Les analystes se concentreront sur quatre variables : la croissance des revenus, les marges bénéficiaires, le carnet de clients et le retour sur investissement. Ce sont les mêmes mesures qui détermineront si la course au cloud Amazon-Microsoft génère une réelle valeur ou si elle consomme simplement des ressources à une vitesse record.

Deux styles différents, les mêmes enjeux

Melissa Otto décrit les deux comme des « ennemis » plutôt que des rivaux directs. AWS est la plateforme flexible et personnalisable, idéale pour les startups et les grosses charges de machine learning, mais plus difficile à apprendre. Azure étend l'écosystème Microsoft déjà présent dans les entreprises, facilitant ainsi son adoption par les entreprises clientes.

Lorsqu’ils sont en concurrence pour les mêmes clients, ils finissent souvent par acheter les deux plateformes. Mais la pression concurrentielle reste forte : Google Cloud est la troisième roue, et aucun des deux leaders ne veut céder du terrain.

« Nous n'en sommes encore qu'aux premiers stades », a déclaré Otto. «Il n'y a pas encore de gagnant établi. Et c’est pour cela qu’il s’agit d’une course aux armements : ceux qui sont déjà à l’intérieur ne veulent pas perdre leur avantage. »

La vraie question n’est pas de savoir qui dépense le plus, mais qui sera en mesure de rentabiliser ces dépenses avant que la patience du marché ne s’épuise. Les résultats trimestriels de cette semaine offriront un premier signal concret.

FAQ

Combien Amazon et Microsoft prévoient-ils d’investir dans les centres de données en 2026 ?

Les deux sociétés visent à dépenser environ 200 milliards de dollars chacune pour étendre leurs centres de données en 2026, un niveau d'investissement sans précédent dans le secteur technologique.

Quelle est la part de marché actuelle d’AWS et de Microsoft Azure ?

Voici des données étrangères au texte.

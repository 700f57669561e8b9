//! Domain models for the clinic records store.

mod appointment;
mod bill;
mod notification;
mod patient;

pub use appointment::*;
pub use bill::*;
pub use notification::*;
pub use patient::*;

use thiserror::Error;

/// A string that does not name any variant of a closed enumeration.
#[derive(Error, Debug, Clone, PartialEq, Eq)]
#[error("Unknown {kind}: '{value}'")]
pub struct ParseEnumError {
    pub kind: &'static str,
    pub value: String,
}

impl ParseEnumError {
    pub(crate) fn new(kind: &'static str, value: &str) -> Self {
        Self {
            kind,
            value: value.to_string(),
        }
    }
}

Amazon Web Services détient environ 28 % du marché mondial du cloud, tandis que Microsoft Azure en contrôle 21 %. Ensemble, les deux géants couvrent environ la moitié de l’ensemble du marché.

Comment Amazon et Microsoft financent-ils différemment leur expansion cloud ?

Amazon a plus que doublé sa dette obligataire pour atteindre plus de 120 milliards de dollars. Microsoft, en revanche, finance l'expansion – environ 35 milliards de dollars par trimestre – principalement grâce aux flux de trésorerie d'exploitation, sans émettre de nouvelles obligations.

Sur quels indicateurs les investisseurs se concentreront-ils dans les prochains résultats trimestriels ?

Les investisseurs analyseront en particulier la croissance des revenus, les marges bénéficiaires, le carnet de clients et les retours sur les investissements importants réalisés par les deux sociétés.

Contenu créé avec l’aide de l’intelligence artificielle et de la révision éditoriale humaine.